The Art of Extracting Light
I like to think that the camera, whatever it is, does not "take pictures", nor does it "portray the object". What moves me to go out on the street with my cameras is the fact that I consider it the moment in which I capture the light. Actually, the moment when my cameras capture the light. So, when I go into the darkroom, the magic of the moment is that, what is latent on the sensitive surfaces, gets back the light that was captured at some point.
So, if you are lucky enough to have an enlarger at home, or to have access to one, it is the moment to work by zones, play with the shadows of your hands, the printing times and the filters. Let's see three images and the different treatments I have done to them.
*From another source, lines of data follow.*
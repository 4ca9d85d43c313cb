use std::net::{Ipv4Addr, SocketAddr};
use std::sync::Arc;

use axum::extract::rejection::QueryRejection;
use axum::extract::ws::rejection::WebSocketUpgradeRejection;
use axum::extract::ws::{WebSocket, WebSocketUpgrade};
use axum::extract::{Query, RawQuery, State};
use axum::http::StatusCode;
use axum::response::{IntoResponse, Redirect, Response};
use axum::routing::get;
use axum::{Json, Router};
use futures::StreamExt;
use serde::Deserialize;
use tokio::task::JoinHandle;
use tokio_util::sync::CancellationToken;
use tower_http::cors::CorsLayer;
use tower_http::services::ServeDir;
use tower_http::trace::TraceLayer;
use tracing::{debug, error, info, warn};

use crate::assets::ensure_default_assets;
use crate::config::ServerConfig;
use crate::discovery::{self, Advertiser, MdnsAdvertiser, ServiceRecord};
use crate::error::ServerError;
use crate::status::StatusReport;
use crate::websocket::{
    run_receive_loop, BroadcastReport, Broadcaster, Connection, ConnectionRegistry, ConnectionState,
};

/// State shared by the service facade and every request handler.
pub(crate) struct Shared {
    config: ServerConfig,
    registry: Arc<ConnectionRegistry>,
    broadcaster: Broadcaster,
    advertiser: Arc<dyn Advertiser>,
    local_ip: Option<Ipv4Addr>,
    /// Set while the listener is bound.
    bound: parking_lot::Mutex<Option<SocketAddr>>,
    last_error: parking_lot::Mutex<Option<String>>,
}

impl Shared {
    pub(crate) fn new(config: ServerConfig, advertiser: Arc<dyn Advertiser>) -> Self {
        let registry = Arc::new(ConnectionRegistry::new());
        Self {
            broadcaster: Broadcaster::new(Arc::clone(&registry)),
            registry,
            advertiser,
            local_ip: discovery::local_ipv4(),
            bound: parking_lot::Mutex::new(None),
            last_error: parking_lot::Mutex::new(None),
            config,
        }
    }

    fn port(&self) -> u16 {
        let bound = *self.bound.lock();
        bound.map_or(self.config.port, |addr| addr.port())
    }

    fn is_running(&self) -> bool {
        self.bound.lock().is_some()
    }

    fn address(&self) -> String {
        discovery::format_address(&self.config.mdns_host(), self.port(), self.local_ip)
    }

    fn status(&self) -> StatusReport {
        StatusReport {
            running: self.is_running(),
            mdns: self.advertiser.is_published(),
            address: self.address(),
            local_ip: self.local_ip.map(|ip| ip.to_string()),
            port: self.port(),
        }
    }
}

/// Shared application state passed to Axum handlers.
#[derive(Clone)]
pub struct AppState {
    shared: Arc<Shared>,
    /// Cancelled by `stop()`; parent of every connection's token.
    shutdown: CancellationToken,
}

/// Build the Axum router: `/`, `/ws`, `/status`, and the web root for
/// everything else.
pub fn build_router(state: AppState) -> Router {
    let static_files = ServeDir::new(&state.shared.config.web_root);
    Router::new()
        .route("/", get(root_handler))
        .route("/ws", get(ws_handler))
        .route("/status", get(status_handler))
        .fallback_service(static_files)
        .with_state(state)
        .layer(TraceLayer::new_for_http())
        .layer(CorsLayer::permissive())
}

#[derive(Debug, Deserialize)]
struct TokenQuery {
    token: Option<String>,
}

/// Byte-exact comparison; an empty token never matches.
pub fn token_matches(provided: Option<&str>, expected: &str) -> bool {
    match provided {
        Some(token) if !token.is_empty() => token.as_bytes() == expected.as_bytes(),
        _ => false,
    }
}

/// The viewer reads its token from the query string, so it is carried over.
async fn root_handler(RawQuery(query): RawQuery) -> Redirect {
    match query.filter(|q| !q.is_empty()) {
        Some(q) => Redirect::to(&format!("/index.html?{q}")),
        None => Redirect::to("/index.html"),
    }
}

async fn status_handler(State(state): State<AppState>) -> Json<StatusReport> {
    Json(state.shared.status())
}

/// WebSocket upgrade handler. The upgrade check runs before the token
/// check, so a plain request learns nothing about the token.
async fn ws_handler(
    State(state): State<AppState>,
    upgrade: Result<WebSocketUpgrade, WebSocketUpgradeRejection>,
    query: Result<Query<TokenQuery>, QueryRejection>,
) -> Response {
    let ws = match upgrade {
        Ok(ws) => ws,
        Err(rejection) => {
            debug!(reason = %rejection, "rejected non-upgrade request to /ws");
            return StatusCode::BAD_REQUEST.into_response();
        }
    };

    let token = query.ok().and_then(|Query(q)| q.token);
    if !token_matches(token.as_deref(), &state.shared.config.token) {
        warn!(token_present = token.is_some(), "rejected WebSocket client with bad token");
        return StatusCode::FORBIDDEN.into_response();
    }

    ws.on_upgrade(move |socket| handle_socket(socket, state))
}

/// Register an accepted socket and run its receive loop to completion.
async fn handle_socket(socket: WebSocket, state: AppState) {
    let (sink, stream) = socket.split();
    let conn = Arc::new(Connection::new(sink, state.shutdown.child_token()));
    if conn.is_aborted() {
        debug!("server stopping, dropping new client");
        return;
    }

    let registry = Arc::clone(&state.shared.registry);
    conn.set_state(ConnectionState::Open);
    registry.add(Arc::clone(&conn));
    // stop() may have run close_all between the check above and add().
    if conn.is_aborted() {
        let _ = registry.remove(&conn.id);
        return;
    }
    info!(connection_id = %conn.id, clients = registry.len(), "WebSocket client connected");

    let keep_alive = state.shared.config.keep_alive_interval();
    let _ = run_receive_loop(conn, stream, registry, keep_alive).await;
}

struct RunningServer {
    shutdown: CancellationToken,
    task: JoinHandle<()>,
}

/// The broadcast service as seen by the operator layer: start, stop,
/// broadcast, and status getters. Never returns errors; failures show up
/// in the status fields and in `last_error()`.
pub struct BroadcastService {
    shared: Arc<Shared>,
    running: tokio::sync::Mutex<Option<RunningServer>>,
}

impl BroadcastService {
    pub fn new(config: ServerConfig) -> Self {
        Self::with_advertiser(config, Arc::new(MdnsAdvertiser::new()))
    }

    pub fn with_advertiser(config: ServerConfig, advertiser: Arc<dyn Advertiser>) -> Self {
        Self {
            shared: Arc::new(Shared::new(config, advertiser)),
            running: tokio::sync::Mutex::new(None),
        }
    }

    /// Bind the listener, serve, and advertise. No-op while running.
    pub async fn start(&self) {
        let mut running = self.running.lock().await;
        if running.is_some() {
            debug!("broadcast server already running");
            return;
        }

        match self.launch().await {
            Ok(server) => {
                *running = Some(server);
                *self.shared.last_error.lock() = None;
            }
            Err(e) => {
                error!(error = %e, "failed to start broadcast server");
                *self.shared.last_error.lock() = Some(e.to_string());
            }
        }
    }

    async fn launch(&self) -> Result<RunningServer, ServerError> {
        let config = &self.shared.config;

        match ensure_default_assets(&config.web_root) {
            Ok(report) if !report.written.is_empty() => {
                info!(written = report.written.len(), root = %config.web_root.display(), "default assets created");
            }
            Ok(_) => {}
            Err(e) => warn!(error = %e, "could not prepare web root"),
        }

        let addr = format!("{}:{}", config.host, config.port);
        let listener = tokio::net::TcpListener::bind(&addr)
            .await
            .map_err(|source| ServerError::Bind {
                addr: addr.clone(),
                source,
            })?;
        let local_addr = listener.local_addr()?;

        let shutdown = CancellationToken::new();
        let router = build_router(AppState {
            shared: Arc::clone(&self.shared),
            shutdown: shutdown.clone(),
        });

        let serve_token = shutdown.clone();
        let task = tokio::spawn(async move {
            if let Err(e) = axum::serve(listener, router)
                .with_graceful_shutdown(serve_token.cancelled_owned())
                .await
            {
                error!(error = %e, "broadcast server terminated");
            }
        });

        *self.shared.bound.lock() = Some(local_addr);
        info!(port = local_addr.port(), address = %self.shared.address(), "broadcast server started");

        if config.mdns_enabled {
            let record = ServiceRecord {
                instance_name: config.instance_name.clone(),
                service_type: config.service_type.clone(),
                domain: config.domain.clone(),
                port: local_addr.port(),
                ip: self.shared.local_ip,
            };
            if let Err(e) = self.shared.advertiser.publish(&record) {
                warn!(error = %e, "mDNS advertisement failed, reachable by IP only");
            }
        } else {
            debug!("mDNS disabled by config");
        }

        Ok(RunningServer { shutdown, task })
    }

    /// Retract the advertisement, abort every client, and unbind. Bounded by
    /// `shutdown_timeout_secs`. No-op while stopped.
    pub async fn stop(&self) {
        let mut running = self.running.lock().await;
        let Some(mut server) = running.take() else {
            debug!("broadcast server not running");
            return;
        };

        self.shared.advertiser.retract();
        server.shutdown.cancel();
        let closed = self.shared.registry.close_all();
        *self.shared.bound.lock() = None;

        let timeout = self.shared.config.shutdown_timeout();
        if tokio::time::timeout(timeout, &mut server.task).await.is_err() {
            warn!(timeout_secs = timeout.as_secs(), "listener did not stop in time, aborting");
            server.task.abort();
        }
        info!(closed, "broadcast server stopped");
    }

    /// Send `text` to every open client; `None` sends an empty frame.
    pub async fn broadcast_text(&self, text: Option<&str>) -> BroadcastReport {
        self.shared.broadcaster.broadcast(text).await
    }

    /// Human-readable connection string, mDNS name first.
    pub fn address(&self) -> String {
        self.shared.address()
    }

    pub fn local_ip(&self) -> Option<Ipv4Addr> {
        self.shared.local_ip
    }

    pub fn is_running(&self) -> bool {
        self.shared.is_running()
    }

    pub fn mdns_published(&self) -> bool {
        self.shared.advertiser.is_published()
    }

    /// Bound address while running.
    pub fn local_addr(&self) -> Option<SocketAddr> {
        *self.shared.bound.lock()
    }

    pub fn status(&self) -> StatusReport {
        self.shared.status()
    }

    /// Why the last `start()` failed, if it did.
    pub fn last_error(&self) -> Option<String> {
        self.shared.last_error.lock().clone()
    }

    pub fn connection_count(&self) -> usize {
        self.shared.registry.len()
    }

    pub fn config(&self) -> &ServerConfig {
        &self.shared.config
    }
}

impl Drop for BroadcastService {
    fn drop(&mut self) {
        if let Some(server) = self.running.get_mut().take() {
            self.shared.advertiser.retract();
            server.shutdown.cancel();
            let _ = self.shared.registry.close_all();
            server.task.abort();
        }
    }
}
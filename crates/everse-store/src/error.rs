#[derive(Debug, thiserror::Error)]
pub enum StoreError {
    #[error("database error: {0}")]
    Database(String),

    #[error("not found: {0}")]
    NotFound(String),

    #[error("conflict: {0}")]
    Conflict(String),

    #[error("serialization error: {0}")]
    Serialization(String),

    #[error("IO error: {0}")]
    Io(String),

    #[error("corrupt row in {table}.{column}: {detail}")]
    CorruptRow {
        table: &'static str,
        column: &'static str,
        detail: String,
    },
}

impl From<rusqlite::Error> for StoreError {
    fn from(e: rusqlite::Error) -> Self {
        if let rusqlite::Error::SqliteFailure(ref err, _) = e {
            if err.code == rusqlite::ErrorCode::ConstraintViolation {
                return StoreError::Conflict(e.to_string());
            }
        }
        StoreError::Database(e.to_string())
    }
}

impl From<serde_json::Error> for StoreError {
    fn from(e: serde_json::Error) -> Self {
        StoreError::Serialization(e.to_string())
    }
}
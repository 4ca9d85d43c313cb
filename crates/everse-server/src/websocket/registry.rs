//! Concurrent set of live connections.

use std::sync::Arc;

use dashmap::DashMap;
use everse_core::ConnectionId;

use super::connection::Connection;

/// Registry of all accepted WebSocket connections.
#[derive(Default)]
pub struct ConnectionRegistry {
    connections: DashMap<ConnectionId, Arc<Connection>>,
}

impl ConnectionRegistry {
    pub fn new() -> Self {
        Self::default()
    }

    pub fn add(&self, connection: Arc<Connection>) {
        let _ = self.connections.insert(connection.id.clone(), connection);
    }

    pub fn remove(&self, id: &ConnectionId) -> Option<Arc<Connection>> {
        self.connections.remove(id).map(|(_, conn)| conn)
    }

    pub fn get(&self, id: &ConnectionId) -> Option<Arc<Connection>> {
        self.connections.get(id).map(|entry| Arc::clone(entry.value()))
    }

    /// Point-in-time copy; later adds and removes do not affect it.
    pub fn snapshot(&self) -> Vec<Arc<Connection>> {
        self.connections
            .iter()
            .map(|entry| Arc::clone(entry.value()))
            .collect()
    }

    /// Remove and abort every connection. Returns how many were closed.
    pub fn close_all(&self) -> usize {
        let ids: Vec<ConnectionId> = self.connections.iter().map(|e| e.key().clone()).collect();
        let mut closed = 0;
        for id in ids {
            if let Some(conn) = self.remove(&id) {
                conn.abort();
                closed += 1;
            }
        }
        closed
    }

    pub fn len(&self) -> usize {
        self.connections.len()
    }

    pub fn is_empty(&self) -> bool {
        self.connections.is_empty()
    }
}

#[cfg(test)]
mod tests {
    use super::*;
    use crate::websocket::connection::tests::channel_connection;
    use crate::websocket::connection::ConnectionState;

    fn make() -> Arc<Connection> {
        Arc::new(channel_connection().0)
    }

    #[test]
    fn add_and_remove() {
        let registry = ConnectionRegistry::new();
        assert!(registry.is_empty());

        let a = make();
        let b = make();
        registry.add(a.clone());
        registry.add(b.clone());
        assert_eq!(registry.len(), 2);
        assert!(registry.get(&a.id).is_some());

        assert!(registry.remove(&a.id).is_some());
        assert!(registry.remove(&a.id).is_none());
        assert_eq!(registry.len(), 1);
    }

    #[test]
    fn snapshot_is_detached() {
        let registry = ConnectionRegistry::new();
        let a = make();
        registry.add(a.clone());

        let snap = registry.snapshot();
        registry.remove(&a.id);
        registry.add(make());

        assert_eq!(snap.len(), 1);
        assert_eq!(snap[0].id, a.id);
    }

    #[test]
    fn close_all_aborts_and_clears() {
        let registry = ConnectionRegistry::new();
        let conns: Vec<_> = (0..3).map(|_| make()).collect();
        for c in &conns {
            c.set_state(ConnectionState::Open);
            registry.add(c.clone());
        }

        assert_eq!(registry.close_all(), 3);
        assert!(registry.is_empty());
        for c in &conns {
            assert_eq!(c.state(), ConnectionState::Closed);
            assert!(c.is_aborted());
        }
        assert_eq!(registry.close_all(), 0);
    }

    #[tokio::test]
    async fn concurrent_add_remove_snapshot() {
        let registry = Arc::new(ConnectionRegistry::new());
        let mut tasks = Vec::new();
        for _ in 0..16 {
            let registry = registry.clone();
            tasks.push(tokio::spawn(async move {
                for _ in 0..50 {
                    let conn = make();
                    registry.add(conn.clone());
                    let _ = registry.snapshot();
                    registry.remove(&conn.id);
                }
            }));
        }
        for t in tasks {
            t.await.unwrap();
        }
        assert!(registry.is_empty());
    }
}
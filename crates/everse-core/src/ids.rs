use serde::{Deserialize, Serialize};
use std::fmt;
use std::str::FromStr;
use uuid::Uuid;

/// Declares a prefixed, time-ordered string identifier.
macro_rules! branded_id {
    ($(#[$meta:meta])* $name:ident, $prefix:expr) => {
        $(#[$meta])*
        #[derive(Clone, Debug, Hash, Eq, PartialEq, Serialize, Deserialize)]
        #[serde(transparent)]
        pub struct $name(String);

        impl $name {
            pub const PREFIX: &'static str = $prefix;

            pub fn new() -> Self {
                Self(format!("{}_{}", $prefix, Uuid::now_v7()))
            }

            pub fn from_raw(s: impl Into<String>) -> Self {
                Self(s.into())
            }

            pub fn as_str(&self) -> &str {
                &self.0
            }
        }

        impl Default for $name {
            fn default() -> Self {
                Self::new()
            }
        }

        impl fmt::Display for $name {
            fn fmt(&self, f: &mut fmt::Formatter<'_>) -> fmt::Result {
                f.write_str(&self.0)
            }
        }

        impl FromStr for $name {
            type Err = std::convert::Infallible;
            fn from_str(s: &str) -> Result<Self, Self::Err> {
                Ok(Self(s.to_owned()))
            }
        }

        impl AsRef<str> for $name {
            fn as_ref(&self) -> &str {
                &self.0
            }
        }
    };
}

branded_id!(
    /// One live WebSocket client session, assigned at accept time.
    ConnectionId,
    "conn"
);
branded_id!(BookId, "book");
branded_id!(SongId, "song");
branded_id!(VerseId, "verse");
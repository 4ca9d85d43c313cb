use std::path::Path;
use std::sync::Arc;

use chrono::{DateTime, Utc};
use parking_lot::Mutex;
use rusqlite::types::Value;
use rusqlite::{Connection, Row};
use serde::{Deserialize, Serialize};
use tracing::field::{Field, Visit};
use tracing::{span, Level};
use tracing_subscriber::layer::Context;
use tracing_subscriber::registry::LookupSpan;
use tracing_subscriber::Layer;

const SCHEMA: &str = "
PRAGMA journal_mode = WAL;
PRAGMA synchronous = NORMAL;
CREATE TABLE IF NOT EXISTS logs (
    id INTEGER PRIMARY KEY AUTOINCREMENT,
    timestamp TEXT NOT NULL,
    level TEXT NOT NULL,
    target TEXT NOT NULL,
    message TEXT NOT NULL,
    fields TEXT,
    connection_id TEXT,
    song_id TEXT
);
CREATE INDEX IF NOT EXISTS idx_logs_level ON logs(level);
CREATE INDEX IF NOT EXISTS idx_logs_connection ON logs(connection_id);
CREATE INDEX IF NOT EXISTS idx_logs_timestamp ON logs(timestamp);
";

const DEFAULT_LIMIT: u32 = 100;

/// A persisted warning or error.
#[derive(Clone, Debug, Serialize, Deserialize)]
pub struct LogRecord {
    pub id: i64,
    pub timestamp: String,
    pub level: String,
    pub target: String,
    pub message: String,
    /// Remaining structured fields as a JSON object.
    pub fields: Option<String>,
    pub connection_id: Option<String>,
    pub song_id: Option<String>,
}

impl LogRecord {
    fn from_row(row: &Row<'_>) -> rusqlite::Result<Self> {
        Ok(Self {
            id: row.get("id")?,
            timestamp: row.get("timestamp")?,
            level: row.get("level")?,
            target: row.get("target")?,
            message: row.get("message")?,
            fields: row.get("fields")?,
            connection_id: row.get("connection_id")?,
            song_id: row.get("song_id")?,
        })
    }
}

/// Filter for [`SqliteLogSink::query`]. Results are newest first.
#[derive(Clone, Debug, Default)]
pub struct LogQuery {
    /// Exact level, any case.
    pub level: Option<String>,
    /// Target prefix, e.g. `everse_server`.
    pub target: Option<String>,
    pub connection_id: Option<String>,
    /// RFC 3339 lower bound.
    pub since: Option<String>,
    pub limit: Option<u32>,
}

impl LogQuery {
    fn to_sql(&self) -> (String, Vec<Value>) {
        let mut clauses = Vec::new();
        let mut values = Vec::new();
        let mut push = |clause: &str, value: String| {
            values.push(Value::Text(value));
            clauses.push(clause.replace('?', &format!("?{}", values.len())));
        };

        if let Some(level) = &self.level {
            push("level = ?", level.to_uppercase());
        }
        if let Some(target) = &self.target {
            push("target LIKE ? || '%'", target.clone());
        }
        if let Some(connection_id) = &self.connection_id {
            push("connection_id = ?", connection_id.clone());
        }
        if let Some(since) = &self.since {
            push("timestamp >= ?", since.clone());
        }

        let filter = if clauses.is_empty() {
            String::new()
        } else {
            format!(" WHERE {}", clauses.join(" AND "))
        };
        values.push(Value::Integer(i64::from(self.limit.unwrap_or(DEFAULT_LIMIT))));
        let sql = format!("SELECT * FROM logs{filter} ORDER BY id DESC LIMIT ?{}", values.len());
        (sql, values)
    }
}

/// Ids that tie a log line to a viewer connection or a song.
#[derive(Clone, Debug, Default, PartialEq, Eq)]
struct Correlation {
    connection_id: Option<String>,
    song_id: Option<String>,
}

impl Correlation {
    /// Claim `name` if it is one of the correlation fields.
    fn claim(&mut self, name: &str, value: &str) -> bool {
        let slot = match name {
            "connection_id" => &mut self.connection_id,
            "song_id" => &mut self.song_id,
            _ => return false,
        };
        *slot = Some(value.trim_matches('"').to_owned());
        true
    }

    fn is_empty(&self) -> bool {
        self.connection_id.is_none() && self.song_id.is_none()
    }

    fn is_complete(&self) -> bool {
        self.connection_id.is_some() && self.song_id.is_some()
    }

    /// Fill the ids still missing from `outer`.
    fn inherit(&mut self, outer: &Correlation) {
        if self.connection_id.is_none() {
            self.connection_id.clone_from(&outer.connection_id);
        }
        if self.song_id.is_none() {
            self.song_id.clone_from(&outer.song_id);
        }
    }
}

/// Fields recorded from one event or span.
#[derive(Default)]
struct Captured {
    message: String,
    ids: Correlation,
    extra: serde_json::Map<String, serde_json::Value>,
}

impl Captured {
    fn text(&mut self, field: &Field, value: String) {
        match field.name() {
            "message" => self.message = value,
            name if self.ids.claim(name, &value) => {}
            name => {
                self.extra.insert(name.to_owned(), value.into());
            }
        }
    }

    fn extra_json(&self) -> Option<String> {
        if self.extra.is_empty() {
            None
        } else {
            serde_json::to_string(&self.extra).ok()
        }
    }
}

impl Visit for Captured {
    fn record_debug(&mut self, field: &Field, value: &dyn std::fmt::Debug) {
        self.text(field, format!("{value:?}"));
    }

    fn record_str(&mut self, field: &Field, value: &str) {
        self.text(field, value.to_owned());
    }

    fn record_i64(&mut self, field: &Field, value: i64) {
        self.extra.insert(field.name().to_owned(), value.into());
    }

    fn record_u64(&mut self, field: &Field, value: u64) {
        self.extra.insert(field.name().to_owned(), value.into());
    }

    fn record_f64(&mut self, field: &Field, value: f64) {
        self.extra.insert(field.name().to_owned(), value.into());
    }

    fn record_bool(&mut self, field: &Field, value: bool) {
        self.extra.insert(field.name().to_owned(), value.into());
    }
}

/// One row about to be written.
struct Entry<'a> {
    at: DateTime<Utc>,
    level: Level,
    target: &'a str,
    captured: Captured,
}

/// SQLite store of WARN and ERROR events.
pub struct SqliteLogSink {
    conn: Mutex<Connection>,
}

impl SqliteLogSink {
    pub fn new(db_path: &Path) -> Result<Self, rusqlite::Error> {
        if let Some(parent) = db_path.parent() {
            // A missing directory surfaces as the open error below.
            let _ = std::fs::create_dir_all(parent);
        }
        let conn = Connection::open(db_path)?;
        conn.execute_batch(SCHEMA)?;
        Ok(Self {
            conn: Mutex::new(conn),
        })
    }

    /// Write errors are dropped.
    fn write(&self, entry: Entry<'_>) {
        let Entry {
            at,
            level,
            target,
            captured,
        } = entry;
        let fields = captured.extra_json();
        let _ = self.conn.lock().execute(
            "INSERT INTO logs (timestamp, level, target, message, fields, connection_id, song_id)
             VALUES (?1, ?2, ?3, ?4, ?5, ?6, ?7)",
            rusqlite::params![
                at.to_rfc3339(),
                level.to_string(),
                target,
                captured.message,
                fields,
                captured.ids.connection_id,
                captured.ids.song_id,
            ],
        );
    }

    pub fn query(&self, q: &LogQuery) -> Result<Vec<LogRecord>, rusqlite::Error> {
        let (sql, values) = q.to_sql();
        let conn = self.conn.lock();
        let mut stmt = conn.prepare(&sql)?;
        let rows = stmt.query_map(rusqlite::params_from_iter(values), LogRecord::from_row)?;
        rows.collect()
    }

    pub fn count(&self) -> Result<i64, rusqlite::Error> {
        self.conn
            .lock()
            .query_row("SELECT COUNT(*) FROM logs", [], |row| row.get(0))
    }
}

/// `tracing` layer feeding WARN and ERROR events into a [`SqliteLogSink`].
///
/// `connection_id` and `song_id` are taken from the event, or else from the
/// nearest enclosing span that carries them.
pub struct SqliteLogLayer {
    sink: Arc<SqliteLogSink>,
}

impl SqliteLogLayer {
    pub fn new(sink: Arc<SqliteLogSink>) -> Self {
        Self { sink }
    }
}

impl<S> Layer<S> for SqliteLogLayer
where
    S: tracing::Subscriber + for<'a> LookupSpan<'a>,
{
    fn on_new_span(&self, attrs: &span::Attributes<'_>, id: &span::Id, ctx: Context<'_, S>) {
        let mut captured = Captured::default();
        attrs.record(&mut captured);
        if captured.ids.is_empty() {
            return;
        }
        if let Some(span) = ctx.span(id) {
            span.extensions_mut().insert(captured.ids);
        }
    }

    fn on_event(&self, event: &tracing::Event<'_>, ctx: Context<'_, S>) {
        let meta = event.metadata();
        if *meta.level() > Level::WARN {
            return;
        }

        let mut captured = Captured::default();
        event.record(&mut captured);

        for span in ctx.event_scope(event).into_iter().flatten() {
            if captured.ids.is_complete() {
                break;
            }
            if let Some(outer) = span.extensions().get::<Correlation>() {
                captured.ids.inherit(outer);
            }
        }

        self.sink.write(Entry {
            at: Utc::now(),
            level: *meta.level(),
            target: meta.target(),
            captured,
        });
    }
}
use std::collections::BTreeSet;

/// Parse a song-number filter such as `"12, 40 7"`.
///
/// Parts are separated by commas or whitespace; parts that are not integers
/// are ignored. Returns `None` for a blank filter, meaning "match everything".
pub fn parse_song_numbers(filter: &str) -> Option<BTreeSet<i64>> {
    if filter.trim().is_empty() {
        return None;
    }
    Some(
        filter
            .split(|c: char| c == ',' || c.is_whitespace())
            .filter(|part| !part.is_empty())
            .filter_map(|part| part.parse().ok())
            .collect(),
    )
}

/// Whether `number` passes a filter produced by [`parse_song_numbers`].
pub fn matches(filter: Option<&BTreeSet<i64>>, number: i64) -> bool {
    filter.map_or(true, |set| set.contains(&number))
}
use tracing::instrument;

use everse_core::ids::BookId;

use crate::database::Database;
use crate::error::StoreError;
use crate::row_helpers;

/// The single application config row.
pub struct AppConfigRepo {
    db: Database,
}

impl AppConfigRepo {
    pub fn new(db: Database) -> Self {
        Self { db }
    }

    #[instrument(skip(self))]
    pub fn last_opened_book(&self) -> Result<Option<BookId>, StoreError> {
        self.db.with_conn(|conn| {
            let mut stmt = conn.prepare("SELECT last_opened_book FROM app_config WHERE id = 1")?;
            let mut rows = stmt.query([])?;
            match rows.next()? {
                Some(row) => Ok(row_helpers::get_opt::<String>(row, 0, "app_config", "last_opened_book")?
                    .map(BookId::from_raw)),
                None => Ok(None),
            }
        })
    }

    /// Remember a book; `None` clears it.
    #[instrument(skip(self))]
    pub fn set_last_opened_book(&self, book_id: Option<&BookId>) -> Result<(), StoreError> {
        self.db.with_conn(|conn| {
            conn.execute(
                "UPDATE app_config SET last_opened_book = ?1 WHERE id = 1",
                [book_id.map(BookId::as_str)],
            )?;
            Ok(())
        })
    }
}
The following images are part of the album ESCAPADE TO NORTH CENTRAL SPAIN of July 16, 2022. The paper used is from FOMA, the "Fomabrom Variant 112, Multigrade, Matt". It is a paper that I have recently discovered and that I really like because it gives an antique touch to the positives.
As we can see in image 1, the negative is very dark, but you can intuit some elements. The history of this pinhole is very interesting. At the time I started to take it, it was cloudy. The exposure meter said that I should have spent 3'40" exposing it. However, after 1 minute, the clouds went away and the late afternoon sun came out. This brought the time down to 2'15". Still, too much light came in. But a good Lomographer never gives up! The first enlarger exposure was made at an aperture of 4'15", without filters. The result was good, but intuition and practice in working in zones made me think of the final result we see in the image: 12" with an aperture of 4 plus 5" with an aperture of 4 and a filter of 2.
The case of image 2 is more exaggerated. When you develop the negative, the first thought is that you will not be able to rescue anything. This is an example of a pinhole taken in the middle of summer with the sun perpendicular. It was impossible to have it on the back. Although I lowered the exposure time, the image is overexposed. However, the first developed result was the best: 5.6 aperture for 9" without filters.
Again, in image 3 you find a pinhole taken when the sun was falling perpendicular over my head. As you can see in the negative, the sides are very well exposed, while as you move to the center, you find overexposure. I treated this image by zones. That is, I left an aperture of 5.6 and gave 8" of exposure to the whole image. Then, without filters and without changing aperture, I posited for 6" plus the center of the photo, using my hands to shade the sides and top of the image from the light of the enlarger.
Well, after all this, all that's left to do is play. The best thing about pinhole photography with cans is that you never know what result you are going to get. Besides, the most interesting thing is that the negative will always be UNIQUE. You can repeat the same scenery and the same exact method thousands of times, but each negative will capture an unrepeatable light.